Tag Archives: K31

The Swiss K-31 Reviewed: Part 2

Monday afternoon I was finally able to take my K31 into the mountains surrounding Las Vegas for some target practice so that I could complete this review. First and foremost, the rifle is accurate. To sum it all up in two more brief points, it kicked as hard as a Mosin carbine and it handles with as much precision as was put into building it.

I had a paper target on a $8.00 Allen brand stand from Wal Mart. The plan was to demonstrate the rifles accuracy at a hundred yards and take a picture. Unfortunately the first shot from the cold barrel went a little lower with the wind than anticipated and literally blew the stand to pieces.

So, after switching to a reactive bowling pin target I proceeded to have fun. The action was smooth, and despite being straight pull the spent cases ejected with simplicity. For the ambidextrous or left handed shooter, the rifle is too right handed oriented to be effectively cycled any other way.

Strangely, if you catch the case after ejecting it, it’s cold. Most spent cases are warm after firing. I’m guessing copper and nickel alloys are good about heat dispersal.

Overall on a scale of 1-10 the K31 is an easy 8 or 9. More accurate than most, with drawbacks being scarcity in ammunition and a stout recoil, the rifle is worthy of being a prized hunting gun or a match ready competition rifle. Whatever the use, it belongs in your collection.

The Swiss K31 Carbine Reviewed: Part 1

Despite remaining neutral through out most of modern history, Switzerland has maintained a very capable home guard  by establishing firearms ownership in every home. During World War Two, Swiss General Henri Guisan instructed that if invaded the Swiss would fight through the last cartridge and into hand to hand bayonet combat. At that time the K31 was the nations most modern and capable bolt action rifle. Developed after the long line of Schmidt-Rubin straight pull rifles, the 31 is an improvement of the K11 but is not a true Schmidt Rubin design as both men were dead. The Swiss produced these rifles from 1932-1958, and they produced them well.

Unboxed K31

I ordered my K31 from AIM Surplus at the end of June. It arrived before the July 4th holiday and I immediately got to work documenting the transaction and set my sights to un boxing the rifle and bayonet

K31 bayonet

I was very impressed at the craftsmanship of the rifle and blade, and surprised at the weight of the unloaded carbine compared to that of a Mosin Nagant M44 of similar length. The walnut stock is very heavy compared to the Russian Birchwood. There is evidence that the rifle had been drilled with for years by a Swiss soldier, but unfortunately there was no famed troop tag under the butt plate of the gun.

k31 butt

The rifle was produced in 1946 and is built like a Swiss watch. The craftsmanship that went into these rifles, while expected for a country that missed out on two world wars, is intricate. They are renowned for their accuracy and are still popular in Switzerland today among match shooters. Their GP 11 cartridge is loaded to match grade ammunition criteria and despite being as costly as an AR15 to shoot, is very fun and powerful. The gun holds six in a detachable magazine, and the straight pull action has little trouble cycling through and ejecting rounds.

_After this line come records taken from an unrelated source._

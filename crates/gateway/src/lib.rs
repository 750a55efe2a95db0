//! HTTP API gateway for Colloquy.
//!
//! Exposes the health check and the v1 session API. Every `/v1` request is
//! authenticated by [`auth_middleware`], which turns the bearer token into a
//! [`CapabilityToken`] for the handlers' scope checks.
//!
//! Built on Axum.

pub mod api_v1;
pub mod error;
pub mod extract;

use axum::extract::DefaultBodyLimit;
use axum::{
    Router,
    extract::State,
    http::header::AUTHORIZATION,
    middleware::{self, Next},
    response::Json,
    routing::get,
};
use serde::Serialize;
use std::sync::Arc;
use tracing::{info, warn};

use colloquy_config::AppConfig;
use colloquy_context::ContextAssembler;
use colloquy_core::{CapabilityToken, Error, MessageStore, SessionStore, SummaryStore};
use colloquy_security::{CapabilityError, CapabilityVerifier, bearer_token};
use colloquy_store::InMemoryStore;

use crate::error::ApiError;

/// Default request body ceiling when no configuration is supplied.
const DEFAULT_BODY_LIMIT: usize = 8 * 1024 * 1024;

/// Shared application state for the gateway.
pub struct GatewayState {
    pub sessions: Arc<dyn SessionStore>,
    pub messages: Arc<dyn MessageStore>,
    pub assembler: ContextAssembler,
    /// `None` when authentication is disabled.
    pub verifier: Option<CapabilityVerifier>,
    pub body_limit_bytes: usize,
}

pub type SharedState = Arc<GatewayState>;

impl GatewayState {
    /// Wire every store role to one backend, with default limits.
    pub fn with_store<S>(store: Arc<S>, verifier: Option<CapabilityVerifier>) -> Self
    where
        S: SessionStore + MessageStore + SummaryStore + 'static,
    {
        Self {
            assembler: ContextAssembler::new(store.clone(), store.clone()),
            sessions: store.clone(),
            messages: store,
            verifier,
            body_limit_bytes: DEFAULT_BODY_LIMIT,
        }
    }

    /// Build state from configuration.
    pub fn from_config<S>(store: Arc<S>, config: &AppConfig) -> Result<Self, CapabilityError>
    where
        S: SessionStore + MessageStore + SummaryStore + 'static,
    {
        let verifier = if config.auth.enabled {
            Some(CapabilityVerifier::new(
                config.auth.jwt_secret.as_deref().unwrap_or_default(),
            )?)
        } else {
            warn!("Authentication disabled, every request is treated as admin");
            None
        };

        let mut state = Self::with_store(store, verifier);
        state.assembler = state
            .assembler
            .with_default_token_limit(config.context.default_max_tokens);
        state.body_limit_bytes = config.gateway.body_limit_bytes;
        Ok(state)
    }
}

/// Build the full router: health check plus the authenticated v1 API.
pub fn build_router(state: SharedState) -> Router {
    let body_limit = state.body_limit_bytes;
    let v1 = api_v1::v1_router(state.clone())
        .layer(middleware::from_fn_with_state(state, auth_middleware));

    Router::new()
        .route("/health", get(health_handler))
        .nest("/v1", v1)
        .layer(DefaultBodyLimit::max(body_limit))
        .layer(tower_http::trace::TraceLayer::new_for_http())
}

/// Start the gateway HTTP server with the in-memory store.
pub async fn start(config: AppConfig) -> Result<(), Box<dyn std::error::Error>> {
    let addr = format!("{}:{}", config.gateway.host, config.gateway.port);

    let store = Arc::new(InMemoryStore::new());
    let state = Arc::new(GatewayState::from_config(store, &config)?);
    let app = build_router(state);

    info!(
        addr = %addr,
        default_max_tokens = config.context.default_max_tokens,
        auth = config.auth.enabled,
        "Gateway starting"
    );
    let listener = tokio::net::TcpListener::bind(&addr).await?;
    axum::serve(listener, app).await?;

    Ok(())
}

// --- Handlers ---

#[derive(Serialize)]
struct HealthResponse {
    status: &'static str,
    version: &'static str,
}

async fn health_handler() -> Json<HealthResponse> {
    Json(HealthResponse {
        status: "ok",
        version: env!("CARGO_PKG_VERSION"),
    })
}

/// Authentication middleware for the /v1 API.
///
/// Requires `Authorization: Bearer <jwt>` and stores the decoded
/// [`CapabilityToken`] in request extensions. With authentication disabled
/// every request carries an admin capability.
async fn auth_middleware(
    State(state): State<SharedState>,
    mut req: axum::extract::Request,
    next: Next,
) -> Result<axum::response::Response, ApiError> {
    let capability = match &state.verifier {
        None => CapabilityToken::admin(),
        Some(verifier) => {
            let raw = req
                .headers()
                .get(AUTHORIZATION)
                .and_then(|v| v.to_str().ok())
                .and_then(bearer_token)
                .ok_or_else(|| Error::Authorization("missing bearer token".into()))?;

            verifier.verify(raw).map_err(|e| {
                warn!(error = %e, "Rejected capability token");
                Error::Authorization(e.to_string())
            })?
        }
    };

    req.extensions_mut().insert(capability);
    Ok(next.run(req).await)
}
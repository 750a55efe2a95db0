//! Capability scope guard: decides whether a token reaches a resource.
//!
//! Pure and synchronous. Handlers call [`authorize`] before touching any
//! store and turn a [`ScopeDecision::Deny`] into an authorization error.

use colloquy_core::{CapabilityToken, Error};

/// The scope an operation needs.
#[derive(Debug, Clone, Copy, PartialEq, Eq)]
pub enum ScopeRequest<'a> {
    /// Workspace plus, optionally, a session named in the path.
    Explicit {
        workspace: &'a str,
        session: Option<&'a str>,
    },
    /// Session may come from the request body or be implied by the token.
    GetOrCreate {
        workspace: &'a str,
        session: Option<&'a str>,
    },
    /// Workspace plus a peer named in the path.
    Peer { workspace: &'a str, peer: &'a str },
}

impl ScopeRequest<'_> {
    fn workspace(&self) -> &str {
        match self {
            Self::Explicit { workspace, .. }
            | Self::GetOrCreate { workspace, .. }
            | Self::Peer { workspace, .. } => workspace,
        }
    }
}

/// Why a request was refused.
#[derive(Debug, Clone, Copy, PartialEq, Eq)]
pub enum DenyReason {
    Workspace,
    Session,
    Peer,
    SessionMissing,
}

impl DenyReason {
    pub fn as_str(&self) -> &'static str {
        match self {
            Self::Workspace => "unauthorized workspace",
            Self::Session => "unauthorized session",
            Self::Peer => "unauthorized peer",
            Self::SessionMissing => "session id not found in query or token",
        }
    }
}

impl std::fmt::Display for DenyReason {
    fn fmt(&self, f: &mut std::fmt::Formatter<'_>) -> std::fmt::Result {
        f.write_str(self.as_str())
    }
}

/// Result of evaluating a token against a [`ScopeRequest`].
#[derive(Debug, Clone, PartialEq, Eq)]
pub enum ScopeDecision {
    /// Access granted. `session` is the effective session name: the one the
    /// request named, or for get-or-create the one the token implies.
    Allow { session: Option<String> },
    Deny { reason: DenyReason },
}

impl ScopeDecision {
    pub fn is_allowed(&self) -> bool {
        matches!(self, Self::Allow { .. })
    }

    /// Convert into the crate-wide error taxonomy, yielding the effective session.
    pub fn into_result(self) -> Result<Option<String>, Error> {
        match self {
            Self::Allow { session } => Ok(session),
            Self::Deny { reason } => Err(Error::Authorization(reason.to_string())),
        }
    }
}

/// Evaluate `token` against `request`.
///
/// Rules, in order:
/// 1. Admin tokens are allowed without further checks.
/// 2. A workspace scope that differs from the requested workspace is denied.
/// 3. Session rules depend on the request shape:
///    - explicit: a session scope that differs from the path session is denied;
///    - get-or-create: with no session named, the token's session scope is
///      required and adopted; with one named, a differing scope is denied.
/// 4. A peer scope that differs from the path peer is denied.
/// 5. Everything else is allowed.
pub fn authorize(token: &CapabilityToken, request: ScopeRequest<'_>) -> ScopeDecision {
    if token.admin {
        let session = match request {
            ScopeRequest::Explicit { session, .. } => session.map(str::to_string),
            ScopeRequest::GetOrCreate { session, .. } => session
                .map(str::to_string)
                .or_else(|| token.session_scope.clone()),
            ScopeRequest::Peer { .. } => None,
        };
        return ScopeDecision::Allow { session };
    }

    if token
        .workspace_scope
        .as_deref()
        .is_some_and(|scope| scope != request.workspace())
    {
        return deny(DenyReason::Workspace);
    }

    match request {
        ScopeRequest::Explicit { session, .. } => {
            if let (Some(scope), Some(requested)) = (token.session_scope.as_deref(), session) {
                if scope != requested {
                    return deny(DenyReason::Session);
                }
            }
            ScopeDecision::Allow {
                session: session.map(str::to_string),
            }
        }
        ScopeRequest::GetOrCreate { session, .. } => match (session, token.session_scope.as_deref()) {
            (None, None) => deny(DenyReason::SessionMissing),
            (None, Some(scope)) => ScopeDecision::Allow {
                session: Some(scope.to_string()),
            },
            (Some(requested), Some(scope)) if scope != requested => deny(DenyReason::Session),
            (Some(requested), _) => ScopeDecision::Allow {
                session: Some(requested.to_string()),
            },
        },
        ScopeRequest::Peer { peer, .. } => {
            if token.peer_scope.as_deref().is_some_and(|scope| scope != peer) {
                return deny(DenyReason::Peer);
            }
            ScopeDecision::Allow { session: None }
        }
    }
}

fn deny(reason: DenyReason) -> ScopeDecision {
    ScopeDecision::Deny { reason }
}
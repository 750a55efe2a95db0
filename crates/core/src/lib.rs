//! # Colloquy Core
//!
//! Domain types, store traits, and error definitions for the Colloquy
//! session-context service. This crate has **no framework dependencies**:
//! it defines the model that the guard, the context assembler, the store
//! backends, and the HTTP gateway all build against.
//!
//! ## Design Philosophy
//!
//! Storage is a collaborator, not part of the core. Every store is a trait
//! here and implementations live in their own crates, which keeps the
//! request-time decision logic testable against in-process backends.

pub mod capability;
pub mod error;
pub mod message;
pub mod session;
pub mod store;
pub mod summary;

// Re-export key types at crate root for ergonomics
pub use capability::CapabilityToken;
pub use error::{Error, Result, StoreError};
pub use message::{Message, MessageDraft, NewMessage, TokenCount};
pub use session::{Session, SessionCreate, SessionPeerConfig, SessionUpdate, validate_resource_name};
pub use store::{MessageStore, SessionStore, SummaryStore};
pub use summary::{SummaryKind, SummaryRecord};
//! Capability token: what a caller is allowed to touch.
//!
//! Produced by the authentication layer from a signed credential and
//! consumed by the scope guard. A `None` scope means the token places no
//! restriction at that level.

use serde::{Deserialize, Serialize};

/// Decoded capability carried by a request.
#[derive(Debug, Clone, Default, PartialEq, Eq, Serialize, Deserialize)]
pub struct CapabilityToken {
    /// Admin tokens bypass every scope check.
    #[serde(default)]
    pub admin: bool,

    #[serde(default, skip_serializing_if = "Option::is_none")]
    pub workspace_scope: Option<String>,

    #[serde(default, skip_serializing_if = "Option::is_none")]
    pub session_scope: Option<String>,

    #[serde(default, skip_serializing_if = "Option::is_none")]
    pub peer_scope: Option<String>,
}

impl CapabilityToken {
    /// An unrestricted admin capability.
    pub fn admin() -> Self {
        Self {
            admin: true,
            ..Self::default()
        }
    }

    /// A capability limited to one workspace.
    pub fn workspace(workspace: impl Into<String>) -> Self {
        Self {
            workspace_scope: Some(workspace.into()),
            ..Self::default()
        }
    }

    /// Narrow this capability to a single session.
    pub fn with_session(mut self, session: impl Into<String>) -> Self {
        self.session_scope = Some(session.into());
        self
    }

    /// Narrow this capability to a single peer.
    pub fn with_peer(mut self, peer: impl Into<String>) -> Self {
        self.peer_scope = Some(peer.into());
        self
    }
}

#[cfg(test)]
mod tests {
    use super::*;

    #[test]
    fn builders_compose_scopes() {
        let token = CapabilityToken::workspace("acme").with_session("s1").with_peer("alice");
        assert!(!token.admin);
        assert_eq!(token.workspace_scope.as_deref(), Some("acme"));
        assert_eq!(token.session_scope.as_deref(), Some("s1"));
        assert_eq!(token.peer_scope.as_deref(), Some("alice"));
    }

    #[test]
    fn unset_scopes_are_omitted_from_json() {
        let json = serde_json::to_string(&CapabilityToken::admin()).unwrap();
        assert_eq!(json, r#"{"admin":true}"#);
    }
}
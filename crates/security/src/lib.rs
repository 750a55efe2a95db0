//! Security module for Colloquy: capability tokens and scope checks.
//!
//! Provides:
//! - **Capabilities**: Verify and issue signed capability tokens
//! - **Scope guard**: Decide whether a capability reaches a workspace, session, or peer

pub mod capability;
pub mod guard;

pub use capability::{CapabilityClaims, CapabilityError, CapabilityVerifier, bearer_token};
pub use guard::{DenyReason, ScopeDecision, ScopeRequest, authorize};
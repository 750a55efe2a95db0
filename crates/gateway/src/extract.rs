//! Request extractors whose rejections use the API error body.
//!
//! axum's stock `Json` and `Query` answer malformed input with plain-text
//! responses. These wrappers route every rejection through [`ApiError`] as a
//! validation failure.

use axum::body::Bytes;
use axum::extract::{FromRequest, FromRequestParts, Request};
use serde::de::DeserializeOwned;

use crate::error::ApiError;
use colloquy_core::Error;

/// JSON request body.
#[derive(Debug, FromRequest)]
#[from_request(via(axum::Json), rejection(ApiError))]
pub struct ApiJson<T>(pub T);

/// URL query string.
#[derive(Debug, FromRequestParts)]
#[from_request(via(axum::extract::Query), rejection(ApiError))]
pub struct ApiQuery<T>(pub T);

/// JSON request body that may be absent. An empty body or a literal
/// `null` yields `None`. No content type is required.
#[derive(Debug)]
pub struct OptionalJson<T>(pub Option<T>);

impl<T, S> FromRequest<S> for OptionalJson<T>
where
    T: DeserializeOwned,
    S: Send + Sync,
{
    type Rejection = ApiError;

    async fn from_request(req: Request, state: &S) -> Result<Self, Self::Rejection> {
        let body = Bytes::from_request(req, state).await?;
        if body.iter().all(u8::is_ascii_whitespace) {
            return Ok(Self(None));
        }
        let value = serde_json::from_slice::<Option<T>>(&body)
            .map_err(|e| Error::Validation(format!("Failed to parse the request body as JSON: {e}")))?;
        Ok(Self(value))
    }
}
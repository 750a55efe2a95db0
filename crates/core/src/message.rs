//! Message domain types.
//!
//! Messages are built in two steps: a [`MessageDraft`] arrives from the
//! caller, gets validated, and is sealed with its [`TokenCount`] into a
//! [`NewMessage`]. Storage turns that into a [`Message`] with an id and
//! timestamp. The token count is fixed at sealing time and never recomputed.

use chrono::{DateTime, Utc};
use serde::{Deserialize, Serialize};
use uuid::Uuid;

use crate::error::{Error, Result};
use crate::session::validate_resource_name;

/// Upper bound on message content, in characters.
pub const MAX_MESSAGE_CHARS: usize = 50_000;

/// Output of the token counter for a piece of text.
#[derive(Debug, Clone, PartialEq, Eq, Default)]
pub struct TokenCount {
    pub token_ids: Vec<u32>,
    pub token_count: u32,
}

impl TokenCount {
    pub fn from_ids(token_ids: Vec<u32>) -> Self {
        let token_count = u32::try_from(token_ids.len()).unwrap_or(u32::MAX);
        Self {
            token_ids,
            token_count,
        }
    }
}

/// A message as submitted by a caller, before token accounting.
#[derive(Debug, Clone, Serialize, Deserialize)]
pub struct MessageDraft {
    pub content: String,

    /// Peer that authored the message.
    #[serde(rename = "peer_id")]
    pub peer_name: String,

    #[serde(default, skip_serializing_if = "Option::is_none")]
    pub metadata: Option<serde_json::Map<String, serde_json::Value>>,
}

impl MessageDraft {
    pub fn new(peer_name: impl Into<String>, content: impl Into<String>) -> Self {
        Self {
            content: content.into(),
            peer_name: peer_name.into(),
            metadata: None,
        }
    }

    /// Check content length and the author's name.
    pub fn validate(&self) -> Result<()> {
        let chars = self.content.chars().count();
        if chars > MAX_MESSAGE_CHARS {
            return Err(Error::Validation(format!(
                "message content is {chars} characters, limit is {MAX_MESSAGE_CHARS}"
            )));
        }
        validate_resource_name(&self.peer_name)
    }

    /// Attach the token count, producing the immutable value handed to storage.
    pub fn seal(self, count: TokenCount) -> NewMessage {
        NewMessage {
            content: self.content,
            peer_name: self.peer_name,
            metadata: self.metadata.unwrap_or_default(),
            token_ids: count.token_ids,
            token_count: count.token_count,
        }
    }
}

/// A validated, token-counted message ready to be stored.
#[derive(Debug, Clone, PartialEq)]
pub struct NewMessage {
    content: String,
    peer_name: String,
    metadata: serde_json::Map<String, serde_json::Value>,
    token_ids: Vec<u32>,
    token_count: u32,
}

impl NewMessage {
    pub fn content(&self) -> &str {
        &self.content
    }

    pub fn peer_name(&self) -> &str {
        &self.peer_name
    }

    pub fn token_ids(&self) -> &[u32] {
        &self.token_ids
    }

    pub fn token_count(&self) -> u32 {
        self.token_count
    }

    /// Assign identity within a session. The token ids are dropped here;
    /// only the count is persisted.
    pub fn into_message(self, workspace: &str, session: &str) -> Message {
        Message {
            id: Uuid::new_v4().to_string(),
            content: self.content,
            peer_name: self.peer_name,
            session_name: session.to_string(),
            metadata: self.metadata,
            created_at: Utc::now(),
            workspace_name: workspace.to_string(),
            token_count: self.token_count,
        }
    }
}

/// A stored message.
#[derive(Debug, Clone, PartialEq, Serialize, Deserialize)]
pub struct Message {
    pub id: String,

    pub content: String,

    #[serde(rename = "peer_id")]
    pub peer_name: String,

    #[serde(rename = "session_id")]
    pub session_name: String,

    #[serde(default)]
    pub metadata: serde_json::Map<String, serde_json::Value>,

    pub created_at: DateTime<Utc>,

    #[serde(rename = "workspace_id")]
    pub workspace_name: String,

    pub token_count: u32,
}
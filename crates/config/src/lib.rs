//! Configuration loading, validation, and management for Colloquy.
//!
//! Loads configuration from `~/.colloquy/config.toml` with environment
//! variable overrides. Validates all settings at startup.

use serde::{Deserialize, Serialize};
use std::path::{Path, PathBuf};

/// The root configuration structure.
///
/// Maps directly to `~/.colloquy/config.toml`.
#[derive(Debug, Clone, Default, Serialize, Deserialize)]
pub struct AppConfig {
    /// Context assembly settings
    #[serde(default)]
    pub context: ContextConfig,

    /// Gateway configuration
    #[serde(default)]
    pub gateway: GatewayConfig,

    /// Capability token verification
    #[serde(default)]
    pub auth: AuthConfig,
}

#[derive(Debug, Clone, Serialize, Deserialize)]
pub struct ContextConfig {
    /// Token limit used when a context request does not name one.
    #[serde(default = "default_context_tokens")]
    pub default_max_tokens: u32,
}

fn default_context_tokens() -> u32 {
    2048
}

impl Default for ContextConfig {
    fn default() -> Self {
        Self {
            default_max_tokens: default_context_tokens(),
        }
    }
}

#[derive(Debug, Clone, Serialize, Deserialize)]
pub struct GatewayConfig {
    #[serde(default = "default_port")]
    pub port: u16,

    #[serde(default = "default_host")]
    pub host: String,

    /// Maximum accepted request body size.
    #[serde(default = "default_body_limit")]
    pub body_limit_bytes: usize,
}

fn default_port() -> u16 {
    8000
}
fn default_host() -> String {
    "127.0.0.1".into()
}
fn default_body_limit() -> usize {
    // 100 messages of 50k characters each, with room for JSON framing.
    8 * 1024 * 1024
}

impl Default for GatewayConfig {
    fn default() -> Self {
        Self {
            port: default_port(),
            host: default_host(),
            body_limit_bytes: default_body_limit(),
        }
    }
}

#[derive(Clone, Serialize, Deserialize)]
pub struct AuthConfig {
    /// When false, every request is treated as carrying an admin capability.
    #[serde(default = "default_true")]
    pub enabled: bool,

    /// HS256 secret used to verify capability tokens.
    #[serde(default, skip_serializing_if = "Option::is_none")]
    pub jwt_secret: Option<String>,
}

fn default_true() -> bool {
    true
}

impl Default for AuthConfig {
    fn default() -> Self {
        Self {
            enabled: true,
            jwt_secret: None,
        }
    }
}

impl std::fmt::Debug for AuthConfig {
    fn fmt(&self, f: &mut std::fmt::Formatter<'_>) -> std::fmt::Result {
        f.debug_struct("AuthConfig")
            .field("enabled", &self.enabled)
            .field("jwt_secret", &redact(&self.jwt_secret))
            .finish()
    }
}

/// Redact a secret for Debug output.
fn redact(s: &Option<String>) -> &'static str {
    match s {
        Some(_) => "[REDACTED]",
        None => "None",
    }
}

impl AppConfig {
    /// Load configuration from the default path (~/.colloquy/config.toml).
    ///
    /// Environment variables take priority over the file:
    /// - `COLLOQUY_JWT_SECRET`
    /// - `COLLOQUY_CONTEXT_TOKENS`
    /// - `COLLOQUY_AUTH_ENABLED` (`false`/`0` disables verification)
    pub fn load() -> Result<Self, ConfigError> {
        let config = Self::load_unchecked()?;
        config.validate()?;
        Ok(config)
    }

    /// Like [`load`](Self::load) but skips [`validate`](Self::validate), so an
    /// incomplete configuration can still be inspected.
    pub fn load_unchecked() -> Result<Self, ConfigError> {
        let config_path = Self::config_dir().join("config.toml");
        let mut config = Self::read_unchecked(&config_path)?;
        config.apply_env()?;
        Ok(config)
    }

    /// Load configuration from a specific file path, without env overrides.
    pub fn load_from(path: &Path) -> Result<Self, ConfigError> {
        let config = Self::read_unchecked(path)?;
        config.validate()?;
        Ok(config)
    }

    /// Parse a config file (defaults when absent) without validating it.
    pub fn read_unchecked(path: &Path) -> Result<Self, ConfigError> {
        if !path.exists() {
            tracing::info!("No config file found at {}, using defaults", path.display());
            return Ok(Self::default());
        }

        let content = std::fs::read_to_string(path).map_err(|e| ConfigError::ReadError {
            path: path.to_path_buf(),
            reason: e.to_string(),
        })?;

        toml::from_str(&content).map_err(|e| ConfigError::ParseError {
            path: path.to_path_buf(),
            reason: e.to_string(),
        })
    }

    fn apply_env(&mut self) -> Result<(), ConfigError> {
        if let Ok(secret) = std::env::var("COLLOQUY_JWT_SECRET") {
            self.auth.jwt_secret = Some(secret);
        }

        if let Ok(raw) = std::env::var("COLLOQUY_CONTEXT_TOKENS") {
            self.context.default_max_tokens = raw.parse().map_err(|_| {
                ConfigError::ValidationError(format!(
                    "COLLOQUY_CONTEXT_TOKENS must be a positive integer, got '{raw}'"
                ))
            })?;
        }

        if let Ok(raw) = std::env::var("COLLOQUY_AUTH_ENABLED") {
            self.auth.enabled = !matches!(raw.to_ascii_lowercase().as_str(), "false" | "0" | "no");
        }

        Ok(())
    }

    /// Validate the configuration.
    pub fn validate(&self) -> Result<(), ConfigError> {
        if self.context.default_max_tokens == 0 {
            return Err(ConfigError::ValidationError(
                "context.default_max_tokens must be greater than 0".into(),
            ));
        }

        if self.auth.enabled && self.auth.jwt_secret.as_deref().is_none_or(str::is_empty) {
            return Err(ConfigError::ValidationError(
                "auth.jwt_secret is required when auth is enabled".into(),
            ));
        }

        Ok(())
    }

    /// Generate a default config TOML string.
    pub fn default_toml() -> String {
        let config = Self::default();
        toml::to_string_pretty(&config).unwrap_or_default()
    }

    /// Get the configuration directory path.
    pub fn config_dir() -> PathBuf {
        dirs_home().join(".colloquy")
    }
}

/// Get the user's home directory.
fn dirs_home() -> PathBuf {
    #[cfg(target_os = "windows")]
    {
        std::env::var("USERPROFILE")
            .map(PathBuf::from)
            .unwrap_or_else(|_| PathBuf::from("C:\\Users\\Default"))
    }
    #[cfg(not(target_os = "windows"))]
    {
        std::env::var("HOME")
            .map(PathBuf::from)
            .unwrap_or_else(|_| PathBuf::from("/tmp"))
    }
}

/// Configuration errors.
#[derive(Debug, thiserror::Error)]
pub enum ConfigError {
    #[error("Failed to read config file at {path}: {reason}")]
    ReadError { path: PathBuf, reason: String },

    #[error("Failed to parse config file at {path}: {reason}")]
    ParseError { path: PathBuf, reason: String },

    #[error("Configuration validation failed: {0}")]
    ValidationError(String),
}

#[cfg(test)]
mod tests {
    use super::*;
    use std::io::Write;

    fn open_config() -> AppConfig {
        AppConfig {
            auth: AuthConfig {
                enabled: false,
                jwt_secret: None,
            },
            ..AppConfig::default()
        }
    }

    #[test]
    fn default_context_limit_is_2048() {
        let config = AppConfig::default();
        assert_eq!(config.context.default_max_tokens, 2048);
        assert_eq!(config.gateway.port, 8000);
        assert!(config.auth.enabled);
    }

    #[test]
    fn config_roundtrip_toml() {
        let config = open_config();
        let toml_str = toml::to_string_pretty(&config).unwrap();
        let parsed: AppConfig = toml::from_str(&toml_str).unwrap();
        assert_eq!(parsed.context.default_max_tokens, 2048);
        assert!(!parsed.auth.enabled);
    }

    #[test]
    fn zero_token_limit_rejected() {
        let mut config = open_config();
        config.context.default_max_tokens = 0;
        assert!(config.validate().is_err());
    }

    #[test]
    fn enabled_auth_requires_secret() {
        let config = AppConfig::default();
        let err = config.validate().unwrap_err();
        assert!(err.to_string().contains("jwt_secret"));

        let mut config = AppConfig::default();
        config.auth.jwt_secret = Some("s3cret".into());
        assert!(config.validate().is_ok());
    }

    #[test]
    fn debug_redacts_secret() {
        let mut config = AppConfig::default();
        config.auth.jwt_secret = Some("hunter2".into());
        let dbg = format!("{config:?}");
        assert!(!dbg.contains("hunter2"));
        assert!(dbg.contains("[REDACTED]"));
    }

    #[test]
    fn load_from_file() {
        let mut file = tempfile::NamedTempFile::new().unwrap();
        writeln!(
            file,
            r#"
[context]
default_max_tokens = 4096

[gateway]
port = 9100

[auth]
jwt_secret = "file-secret"
"#
        )
        .unwrap();

        let config = AppConfig::load_from(file.path()).unwrap();
        assert_eq!(config.context.default_max_tokens, 4096);
        assert_eq!(config.gateway.port, 9100);
        assert_eq!(config.gateway.host, "127.0.0.1");
        assert_eq!(config.auth.jwt_secret.as_deref(), Some("file-secret"));
    }

    #[test]
    fn missing_file_with_auth_enabled_fails_validation() {
        let result = AppConfig::load_from(Path::new("/nonexistent/config.toml"));
        assert!(matches!(result, Err(ConfigError::ValidationError(_))));
    }

    #[test]
    fn incomplete_config_can_be_read_unchecked() {
        let config = AppConfig::read_unchecked(Path::new("/nonexistent/config.toml")).unwrap();
        assert!(config.auth.enabled);
        assert!(config.auth.jwt_secret.is_none());
        assert!(matches!(config.validate(), Err(ConfigError::ValidationError(_))));
    }

    #[test]
    fn malformed_file_reports_parse_error() {
        let mut file = tempfile::NamedTempFile::new().unwrap();
        writeln!(file, "[context\ndefault_max_tokens = ").unwrap();
        let result = AppConfig::load_from(file.path());
        assert!(matches!(result, Err(ConfigError::ParseError { .. })));
    }

    #[test]
    fn default_toml_generation() {
        let toml_str = AppConfig::default_toml();
        assert!(toml_str.contains("default_max_tokens = 2048"));
        assert!(toml_str.contains("8000"));
    }
}
//! Store backends for Colloquy.

pub mod in_memory;

pub use in_memory::InMemoryStore;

The guns sell in the $250-450 range with mine being $279 plus shipping. Like the famed Mosin Nagant and formerly SKS rifles, these guns not long ago were $99 specials. I highly suggest considering one, as the 7.5×55 Swiss has .308 diameter bullets, similar ballistics, and can down any game animal on the continent.

Aftermarket products include diopter sights, sight upgrades by Furter, a clamp on scope mount the Swiss used that can be bought at Brownells, leather cheek riser pads, and just about anything else of relevance. Thanks to large Swiss expatriate populations in the country, most everything can be ordered without waiting for customs.